Tattoos and the Law: Licenses, Age Limits, Safety

So your teenager wants to get a tattoo. As a parent you probably have a strong opinion about whether your teen or young adult child should be indulging in permanent body art. Before you have the big talk however, it’s best to arm yourself with the facts. Talking to your child about tattoos, piercings and other forms of body modification will be much more productive if you know the fundamentals of tattoo law. It will also help if you’re familiar with some of the basic safety and medical issues associated with body art. The following is an overview of a few of the issues that are likely to come up when talking to your teen:

*   Age restrictions: First things first: There’s no Federal law that sets age limits on tattooing. Age restrictions are set by the state and most states forbid the tattooing of minor children under the age of 18. Check the tattooing laws for whatever state you live in. Age restrictions fall into two major categories: 1) simple age cutoff (the law forbids tattoos to any minor under a certain age) and, 2) parental consent laws (minors are allowed to be tattooed with a parents approval, usually a form that must be filled out and signed by the parent). State laws regarding tattooing often, but not always, cover other forms of body art as well such as piercings. Again, check the laws of the state where you live.

learn about tattoos *   Licensing: Tattoo artists are licensed and regulated by state law. Usually (but again, not always) tattoo parlors and facilities are regulated by the state Department of Public Health. Log on to your state’s Department of Health website and generally you can check out the licensing requirements for tattoo practitioners. If your child has an artist or a particular parlor in mind, check to see if the facility and its practitioners have current state licenses.

*   Tattooing Risks: There are medical and health risks associated with tattooing. Some of the major risks include infection; blood borne diseases such as hepatitis; allergic reactions (often to the inks or metals used in piercing and tattooing), bleeding, swelling and scarring. Certain medical conditions such as diabetes or immune system disorders might make tattooing even more dangerous. Talk to your teen seriously about these risks. Often state health department provide free materials online and in print that describe the risks of tattooing and body art. Get some written material as back up before your talk to your child.

*   Tattooing Safety: If a tattoo artist is licensed you can assume that he is aware of, and observes, safety precautions, but you should be vigilant nonetheless. Before undergoing any procedures, visit the tattoo facility with your child and watch the artist at work. Does he do the following: wash his hands and use gloves, use sterile, disposable instruments, have a clean work surface, wash the area to be tattooed, talks to his clients about aftercare?

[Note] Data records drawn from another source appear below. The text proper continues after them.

//! Row evaluation against a limits set

use tracing::debug;

use super::field_map::FieldMap;
use super::record::{ValidationRecord, Violation};
use crate::import::Row;
use crate::limits::{Bounds, LimitsSet};
use crate::normalize::normalize_key;

/// How a row is laid out, decided once per row
#[derive(Debug, Clone, Copy, PartialEq, Eq)]
pub enum RowShape<'f, 'r> {
    /// One measurement per row: a rule key field plus a value field
    /// (flattened network logs).
    Keyed {
        key_field: &'f str,
        key: &'r str,
        value: &'r str,
        name: &'r str,
    },
    /// One measurement per column, each column named after its rule
    /// (delimited text and spreadsheets).
    Wide,
}

impl<'f, 'r> RowShape<'f, 'r> {
    /// Keyed when both the key and value roles are present in the row
    pub fn classify(row: &'r Row, fields: &'f FieldMap) -> Self {
        match (fields.key.resolve(row), fields.value.resolve(row)) {
            (Some((key_field, key)), Some((_, value))) => RowShape::Keyed {
                key_field,
                key,
                value,
                name: fields.name.value(row).unwrap_or(""),
            },
            _ => RowShape::Wide,
        }
    }
}

/// Checks rows against a limits set using a profile's field map
#[derive(Debug, Clone, Copy)]
pub struct LimitsValidator<'a> {
    limits: &'a LimitsSet,
    fields: &'a FieldMap,
}

impl<'a> LimitsValidator<'a> {
    pub fn new(limits: &'a LimitsSet, fields: &'a FieldMap) -> Self {
        Self { limits, fields }
    }

    /// Validate rows in order. Row numbers in the records start at 1.
    pub fn validate<I>(&self, rows: I) -> Vec<ValidationRecord>
    where
        I: IntoIterator<Item = Row>,
    {
        let mut records = Vec::new();
        for (index, row) in rows.into_iter().enumerate() {
            self.validate_row(index + 1, &row, &mut records);
        }
        records
    }

    /// Validate one row, appending findings to `records`
    pub fn validate_row(
        &self,
        row_number: usize,
        row: &Row,
        records: &mut Vec<ValidationRecord>,
    ) {
        let serial = self.fields.serial(row);

        match RowShape::classify(row, self.fields) {
            RowShape::Keyed {
                key_field,
                key,
                value,
                name,
            } => self.check_keyed(row_number, &serial, key_field, key, value, name, records),
            RowShape::Wide => self.check_wide(row_number, &serial, row, records),
        }
    }

    #[allow(clippy::too_many_arguments)]
    fn check_keyed(
        &self,
        row_number: usize,
        serial: &str,
        key_field: &str,
        key: &str,
        value: &str,
        name: &str,
        records: &mut Vec<ValidationRecord>,
    ) {
        if key.is_empty() {
            records.push(ValidationRecord::new(
                row_number,
                serial,
                Violation::MissingKey {
                    field: key_field.to_string(),
                    name: name.to_string(),
                },
            ));
            return;
        }

        if value.is_empty() {
            records.push(ValidationRecord::new(
                row_number,
                serial,
                Violation::MissingValue {
                    label: name.to_string(),
                },
            ));
            return;
        }

        let Some(measured) = parse_number(value) else {
            debug!(row = row_number, key, value, "Skipping non-numeric value");
            return;
        };

        let bounds = self.limits.bounds_for(&normalize_key(key));
        if !bounds.contains(measured) {
            let label = if name.is_empty() { key } else { name };
            records.push(out_of_range(row_number, serial, label, measured, bounds));
        }
    }

    fn check_wide(
        &self,
        row_number: usize,
        serial: &str,
        row: &Row,
        records: &mut Vec<ValidationRecord>,
    ) {
        for (key, bounds) in self.limits.iter() {
            let raw = row.get(key).unwrap_or("");
            if raw.is_empty() {
                records.push(ValidationRecord::new(
                    row_number,
                    serial,
                    Violation::MissingValue {
                        label: key.to_string(),
                    },
                ));
                continue;
            }

            // Some stations export with a decimal comma.
            let Some(measured) = parse_number(&raw.replace(',', ".")) else {
                debug!(row = row_number, key, value = raw, "Skipping non-numeric value");
                continue;
            };

            if !bounds.contains(measured) {
                records.push(out_of_range(row_number, serial, key, measured, bounds));
            }
        }
    }
}

/// Validate `rows` against `limits` using the roles declared in `fields`
pub fn validate<I>(rows: I, limits: &LimitsSet, fields: &FieldMap) -> Vec<ValidationRecord>
where
    I: IntoIterator<Item = Row>,
{
    LimitsValidator::new(limits, fields).validate(rows)
}

fn parse_number(text: &str) -> Option<f64> {
    text.trim().parse::<f64>().ok()
}

fn out_of_range(
    row_number: usize,
    serial: &str,
    label: &str,
    value: f64,
    bounds: Bounds,
) -> ValidationRecord {
    ValidationRecord::new(
        row_number,
        serial,
        Violation::OutOfRange {
            label: label.to_string(),
            value,
            bounds,
        },
    )
}

#[cfg(test)]
mod tests {
    use super::*;
    use crate::limits::Limit;

    fn row(pairs: &[(&str, &str)]) -> Row {
        pairs.iter().copied().collect()
    }

    fn limits(rules: &[(&str, Option<i64>, Option<i64>)]) -> LimitsSet {
        let mut set = LimitsSet::new();
        for (key, low, high) in rules {
            set.insert(key, Bounds::new(low.map(Limit::Integer), high.map(Limit::Integer)));
        }
        set
    }

    #[test]
    fn test_classify_keyed_and_wide() {
        let fields = FieldMap::default();
        let keyed = row(&[("NetworkChartType", "V"), ("Value", "1"), ("Name", "Volt")]);
        assert_eq!(
            RowShape::classify(&keyed, &fields),
            RowShape::Keyed {
                key_field: "NetworkChartType",
                key: "V",
                value: "1",
                name: "Volt",
            }
        );

        let value_only = row(&[("Value", "1")]);
        assert_eq!(RowShape::classify(&value_only, &fields), RowShape::Wide);
    }

    #[test]
    fn test_keyed_missing_key_stops_row() {
        let fields = FieldMap::default();
        let rows = vec![row(&[
            ("SerialNumber", "S1"),
            ("NetworkChartType", ""),
            ("Value", "999"),
            ("Name", "Tx"),
        ])];
        let records = validate(rows, &limits(&[("Tx", Some(0), Some(1))]), &fields);

        assert_eq!(records.len(), 1);
        assert_eq!(
            records[0].violation,
            Violation::MissingKey {
                field: "NetworkChartType".to_string(),
                name: "Tx".to_string(),
            }
        );
    }

    #[test]
    fn test_keyed_non_numeric_is_skipped() {
        let fields = FieldMap::default();
        let rows = vec![row(&[("NetworkChartType", "V"), ("Value", "PASS")])];
        assert!(validate(rows, &limits(&[("V", Some(0), Some(5))]), &fields).is_empty());
    }

    #[test]
    fn test_keyed_unknown_key_always_passes() {
        let fields = FieldMap::default();
        let rows = vec![row(&[("NetworkChartType", "Unknown"), ("Value", "1e9")])];
        assert!(validate(rows, &limits(&[("V", Some(0), Some(5))]), &fields).is_empty());
    }

    #[test]
    fn test_keyed_label_falls_back_to_key() {
        let fields = FieldMap::default();
        let rows = vec![row(&[("NetworkChartType", "V"), ("Value", "-1"), ("Name", "")])];
        let records = validate(rows, &limits(&[("V", Some(0), None)]), &fields);

        assert_eq!(records.len(), 1);
        assert_eq!(
            records[0].to_string(),
            "[Row 1 | SN: N/A] ❌ 'V' = -1.0 (Out of range: 0–∞)"
        );
    }

    #[test]
    fn test_wide_missing_value_does_not_abort_row() {
        let fields = FieldMap::default();
        let rows = vec![row(&[("A", ""), ("C", "9")])];
        let records = validate(
            rows,
            &limits(&[
                ("A", Some(0), Some(5)),
                ("B", Some(0), Some(5)),
                ("C", Some(0), Some(5)),
            ]),
            &fields,
        );

        let lines: Vec<String> = records.iter().map(ToString::to_string).collect();
        assert_eq!(
            lines,
            vec![
                "[Row 1 | SN: N/A] Missing value for 'A'",
                "[Row 1 | SN: N/A] Missing value for 'B'",
                "[Row 1 | SN: N/A] ❌ 'C' = 9.0 (Out of range: 0–5)",
            ]
        );
    }

    #[test]
    fn test_wide_non_numeric_is_skipped() {
        let fields = FieldMap::default();
        let rows = vec![row(&[("A", "n/a"), ("B", "  ")])];
        let records = validate(
            rows,
            &limits(&[("A", Some(0), Some(5)), ("B", Some(0), Some(5))]),
            &fields,
        );
        assert!(records.is_empty());
    }

    #[test]
    fn test_row_numbers_follow_input_order() {
        let fields = FieldMap::default();
        let rows = vec![
            row(&[("SerialNumber", "S1"), ("A", "1")]),
            row(&[("SerialNumber", "S2"), ("A", "6")]),
            row(&[("SerialNumber", "S3"), ("A", "7")]),
        ];
        let records = validate(rows, &limits(&[("A", Some(0), Some(5))]), &fields);

        let positions: Vec<_> = records.iter().map(|r| (r.row, r.serial.as_str())).collect();
        assert_eq!(positions, vec![(2, "S2"), (3, "S3")]);
    }

    #[test]
    fn test_empty_limits_wide_row_has_no_findings() {
        let fields = FieldMap::default();
        let rows = vec![row(&[("A", "100")])];
        assert!(validate(rows, &LimitsSet::new(), &fields).is_empty());
    }
}
//! CLI command handlers

pub mod profiles;
pub mod validate;
//! CLI argument definitions using clap
//!
//! - mfg-limits profiles                       # list validator profiles
//! - mfg-limits validate                       # pick profile and file interactively
//! - mfg-limits validate -p poe -i run.txt     # non-interactive run

use clap::{Args, Parser, Subcommand, ValueEnum};
use std::path::PathBuf;

/// Default configuration file name, looked up next to the executable.
pub const DEFAULT_CONFIG_FILE: &str = "config.json";

#[derive(Parser, Debug)]
#[command(name = "mfg-limits")]
#[command(about = "Validate manufacturing test data against configured limits")]
#[command(version)]
pub struct Cli {
    /// Path to the configuration file
    #[arg(long, global = true)]
    pub config: Option<PathBuf>,

    #[command(subcommand)]
    pub command: Commands,
}

#[derive(Subcommand, Debug)]
pub enum Commands {
    /// List the configured validator profiles
    Profiles,
    /// Validate a data file against a profile's limits
    Validate(ValidateArgs),
}

#[derive(Args, Debug, Clone)]
pub struct ValidateArgs {
    /// Profile name (prompted with a numbered menu if omitted)
    #[arg(short, long)]
    pub profile: Option<String>,

    /// Data file to validate (prompted if omitted)
    #[arg(short, long)]
    pub input: Option<PathBuf>,

    /// Log file to write violations to
    #[arg(short, long)]
    pub output: Option<PathBuf>,

    /// Header lines to skip in delimited files (overrides SKIP_ROWS)
    #[arg(long)]
    pub skip_rows: Option<usize>,

    /// Output format for the findings printed on stdout
    #[arg(long, value_enum, default_value_t = OutputFormat::Text)]
    pub format: OutputFormat,
}

#[derive(ValueEnum, Debug, Clone, Copy, PartialEq, Eq)]
pub enum OutputFormat {
    Text,
    Json,
}
//! Import functionality
//!
//! Provides readers that turn test-station exports into flat [`Row`]s:
//! - Delimited text (semicolon separated, with a configurable preamble)
//! - Spreadsheets (first worksheet, first row as headers)
//! - Nested JSON network test logs (`item -> NetworkTasks -> TaskSections`)
//!
//! Every key placed in a [`Row`] goes through [`normalize_key`]. Values are kept
//! as text; numeric interpretation is left to the validation engine.

pub mod delimited;
pub mod network_json;
pub mod spreadsheet;

use std::collections::HashMap;
use std::path::{Path, PathBuf};

use serde::Serialize;

use crate::normalize::normalize_key;

pub use delimited::DelimitedImporter;
pub use network_json::NetworkJsonImporter;
pub use spreadsheet::SpreadsheetImporter;

/// One normalized input record: field name -> text value
#[derive(Debug, Clone, Default, PartialEq, Eq, Serialize)]
#[serde(transparent)]
pub struct Row {
    fields: HashMap<String, String>,
}

impl Row {
    /// Create an empty row
    pub fn new() -> Self {
        Self::default()
    }

    /// Insert a field. The key is normalized; a repeated key replaces the earlier value.
    pub fn insert(&mut self, key: &str, value: impl Into<String>) {
        self.fields.insert(normalize_key(key), value.into());
    }

    /// Value stored under an already-normalized key
    pub fn get(&self, key: &str) -> Option<&str> {
        self.fields.get(key).map(String::as_str)
    }
}

impl<K: AsRef<str>, V: Into<String>> FromIterator<(K, V)> for Row {
    fn from_iter<I: IntoIterator<Item = (K, V)>>(iter: I) -> Self {
        let mut row = Row::new();
        for (key, value) in iter {
            row.insert(key.as_ref(), value);
        }
        row
    }
}

/// Errors raised while reading an input file
#[derive(Debug, thiserror::Error)]
pub enum FormatError {
    #[error("Failed to read {path}: {source}")]
    Io {
        path: PathBuf,
        #[source]
        source: std::io::Error,
    },

    #[error("No headers found in {0}")]
    NoHeaders(PathBuf),

    #[error("CSV error in {path}: {reason}")]
    Csv { path: PathBuf, reason: String },

    #[error("Error decoding JSON from {path}: {reason}")]
    Json { path: PathBuf, reason: String },

    #[error("Spreadsheet error in {path}: {reason}")]
    Spreadsheet { path: PathBuf, reason: String },
}

impl FormatError {
    pub(crate) fn io(path: &Path, source: std::io::Error) -> Self {
        FormatError::Io {
            path: path.to_path_buf(),
            source,
        }
    }
}

/// A reader producing rows from one input file
pub trait RowImporter {
    /// Read `path` into rows. Readers whose format is self-describing ignore `skip_rows`.
    fn read(&self, path: &Path, skip_rows: usize) -> Result<Vec<Row>, FormatError>;
}

/// Parser names accepted in a validator profile
#[derive(Debug, Clone, Copy, PartialEq, Eq, Hash, Serialize)]
pub enum ParserKind {
    /// `parse_csv`
    Delimited,
    /// `parse_xlsx`
    Spreadsheet,
    /// `parse_txt_json_array`
    NetworkJson,
}

impl ParserKind {
    pub fn name(&self) -> &'static str {
        match self {
            ParserKind::Delimited => "parse_csv",
            ParserKind::Spreadsheet => "parse_xlsx",
            ParserKind::NetworkJson => "parse_txt_json_array",
        }
    }

    /// Read `path` with the adapter for this parser
    pub fn read(&self, path: &Path, skip_rows: usize) -> Result<Vec<Row>, FormatError> {
        match self {
            ParserKind::Delimited => DelimitedImporter::new().read(path, skip_rows),
            ParserKind::Spreadsheet => SpreadsheetImporter::new().read(path, skip_rows),
            ParserKind::NetworkJson => NetworkJsonImporter::new().read(path, skip_rows),
        }
    }
}

impl std::str::FromStr for ParserKind {
    type Err = String;

    fn from_str(s: &str) -> Result<Self, Self::Err> {
        match s {
            "parse_csv" => Ok(ParserKind::Delimited),
            "parse_xlsx" => Ok(ParserKind::Spreadsheet),
            "parse_txt_json_array" => Ok(ParserKind::NetworkJson),
            _ => Err(format!("No parser function found for '{}'", s)),
        }
    }
}

impl std::fmt::Display for ParserKind {
    fn fmt(&self, f: &mut std::fmt::Formatter<'_>) -> std::fmt::Result {
        f.write_str(self.name())
    }
}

*   The long-term: Tattoos are forever – really. Teenagers and young adults often have a hard time picturing themselves as older adults, let alone old. Whatever art they choose to immortalize on their bodies they need to understand that it’s going to be with them at now and forever. Help your teenager visualize what the tattoo will look like on wrinkled skin by searching for images that show elderly people and their tattoos—it’s guaranteed to be an eye opener.

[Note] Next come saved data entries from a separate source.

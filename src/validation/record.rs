//! Validation findings

use std::fmt;

use serde::Serialize;

use crate::limits::{Bounds, format_measurement};

/// What went wrong for one field of one row
#[derive(Debug, Clone, PartialEq, Serialize)]
#[serde(tag = "kind", rename_all = "snake_case")]
pub enum Violation {
    /// The row's rule key field is empty
    MissingKey { field: String, name: String },
    /// A governed value is absent or empty
    MissingValue { label: String },
    /// A numeric value falls outside its bounds
    OutOfRange {
        label: String,
        value: f64,
        bounds: Bounds,
    },
}

/// One finding, tied back to its input row and tested unit
#[derive(Debug, Clone, PartialEq, Serialize)]
pub struct ValidationRecord {
    /// 1-based position in the row sequence
    pub row: usize,
    pub serial: String,
    #[serde(flatten)]
    pub violation: Violation,
}

impl ValidationRecord {
    pub fn new(row: usize, serial: impl Into<String>, violation: Violation) -> Self {
        Self {
            row,
            serial: serial.into(),
            violation,
        }
    }

    pub fn is_out_of_range(&self) -> bool {
        matches!(self.violation, Violation::OutOfRange { .. })
    }
}

impl fmt::Display for ValidationRecord {
    fn fmt(&self, f: &mut fmt::Formatter<'_>) -> fmt::Result {
        write!(f, "[Row {} | SN: {}] ", self.row, self.serial)?;
        match &self.violation {
            Violation::MissingKey { field, name } => {
                write!(f, "Missing key '{}' (Name: '{}')", field, name)
            }
            Violation::MissingValue { label } => write!(f, "Missing value for '{}'", label),
            Violation::OutOfRange {
                label,
                value,
                bounds,
            } => write!(
                f,
                "❌ '{}' = {} (Out of range: {})",
                label,
                format_measurement(*value),
                bounds
            ),
        }
    }
}

#[cfg(test)]
mod tests {
    use super::*;
    use crate::limits::Limit;

    #[test]
    fn test_display_out_of_range() {
        let record = ValidationRecord::new(
            3,
            "S1",
            Violation::OutOfRange {
                label: "Voltage".to_string(),
                value: 5.2,
                bounds: Bounds::new(Some(Limit::Integer(0)), Some(Limit::Integer(5))),
            },
        );
        assert_eq!(
            record.to_string(),
            "[Row 3 | SN: S1] ❌ 'Voltage' = 5.2 (Out of range: 0–5)"
        );
    }

    #[test]
    fn test_display_missing() {
        let missing_key = ValidationRecord::new(
            1,
            "N/A",
            Violation::MissingKey {
                field: "NetworkChartType".to_string(),
                name: "Tx rate".to_string(),
            },
        );
        assert_eq!(
            missing_key.to_string(),
            "[Row 1 | SN: N/A] Missing key 'NetworkChartType' (Name: 'Tx rate')"
        );

        let missing_value = ValidationRecord::new(
            2,
            "S9",
            Violation::MissingValue {
                label: "Gain".to_string(),
            },
        );
        assert_eq!(
            missing_value.to_string(),
            "[Row 2 | SN: S9] Missing value for 'Gain'"
        );
    }

    #[test]
    fn test_display_large_value_and_float_bounds() {
        let record = ValidationRecord::new(
            1,
            "S1",
            Violation::OutOfRange {
                label: "A".to_string(),
                value: 1e16,
                bounds: Bounds::new(Some(Limit::Float(0.0)), Some(Limit::Float(5.0))),
            },
        );
        assert_eq!(
            record.to_string(),
            "[Row 1 | SN: S1] ❌ 'A' = 1e+16 (Out of range: 0.0–5.0)"
        );
    }

    #[test]
    fn test_serialize_json() {
        let record = ValidationRecord::new(
            4,
            "S2",
            Violation::MissingValue {
                label: "B".to_string(),
            },
        );
        let json = serde_json::to_value(&record).unwrap();
        assert_eq!(
            json,
            serde_json::json!({"row": 4, "serial": "S2", "kind": "missing_value", "label": "B"})
        );
    }
}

The argument that somehow all tattoos are ‘bad’ generally won’t work with teens. There are literally millions of people who consider tattooing a form of body art (there are many beautiful tattoos that absolutely qualify as ‘art’). If you are dead set against tattoos, a better argument is that although a good tattoo is art, a bad tattoo is a regret for life. There is even a reality TV show currently on television about the horrors of an ugly, poorly done tattoo. Be aware that the idea which says only ‘certain kinds of people’ get tattoos is not really valid today. A little research will show all kinds of people get tattoos. Still, getting a tattoo is a serious issue that deserves a serious discussion, especially between parents and teens.

*   Removal: Lastly, before taking the plunge, your kid needs to know just how difficult and expensive the tattoo removal process is. Unlike a new pair of shoes, a tattoo can’t be returned when you get sick of it or outgrow it. Do some research with your child about laser tattoo removal and make sure that the she knows what "permanent" really means. Again research and look over pictures of laser removals (they sometimes leave scars) and check out pricing.

Even if your child is over or under the age of consent to get a tattoo, make the argument with him/her that more information is always better. Talk to your teen about tattooing early and often. Providing as much information as possible in a practical and unemotional way can help dispel the romance and mystique of tattooing. Bringing to the discussion all the information you can will help you and your child make the best decisions possible.

If you find yourself on the loosing end of a debate about your son or daughter getting a tattoo, or have no legal means to prevent it, have a discussion about the type of tattoo and present the positives of getting a small, subtle tattoo in a location that this not visible when wearing most clothes. If your teen has aspirations of working in the professional field of any sort, you may also mention that many employers (rightly or wrongly) have a prejudices and/or misconceptions about people who have tattoos.

Tattoos, body art, piercings can be a bewildering topic for parents. This article is a brief overview of the basic legal, health and safety facts about body decoration. Starting a discussion about tattoos with your teen before they bring up the topic can give a parent an edge in getting ahead of the issue. Parents might also find it helpful to do research on tattoos as body art as well as the health and legal issues involved. A well rounded conversation on the topic can be of help to all concerned.